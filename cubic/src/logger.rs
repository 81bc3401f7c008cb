//! Log output for the server.
use tracing_log::LogTracer;
use tracing_subscriber::EnvFilter;

/// Installs the global subscriber.
///
/// Filtering follows `RUST_LOG` and defaults to `info`. Records from the
/// `log` facade used by the library crates are forwarded as tracing events.
pub fn init() -> anyhow::Result<()> {
    LogTracer::init()?;
    let filter = EnvFilter::try_from_default_env().unwrap_or_else(|_| EnvFilter::new("info"));
    let subscriber = tracing_subscriber::fmt().with_env_filter(filter).finish();
    tracing::subscriber::set_global_default(subscriber)?;
    Ok(())
}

REQUIRED ACTION: Could you set down every record exactly as given?

WRITTEN RESPONSE:
filename cubic/src/logger.rs
repository 81bc3401f7c008cb
//! Log output for the server.
use tracing_log::LogTracer;
use tracing_subscriber::EnvFilter;

/// Installs the global subscriber.
///
/// Filtering follows `RUST_LOG` and defaults to `info`. Records from the
/// `log` facade used by the library crates are forwarded as tracing events.
pub fn init() -> anyhow::Result<()> {
    LogTracer::init()?;
    let filter = EnvFilter::try_from_default_env().unwrap_or_else(|_| EnvFilter::new("info"));
    let subscriber = tracing_subscriber::fmt().with_env_filter(filter).finish();
    tracing::subscriber::set_global_default(subscriber)?;
    Ok(())
}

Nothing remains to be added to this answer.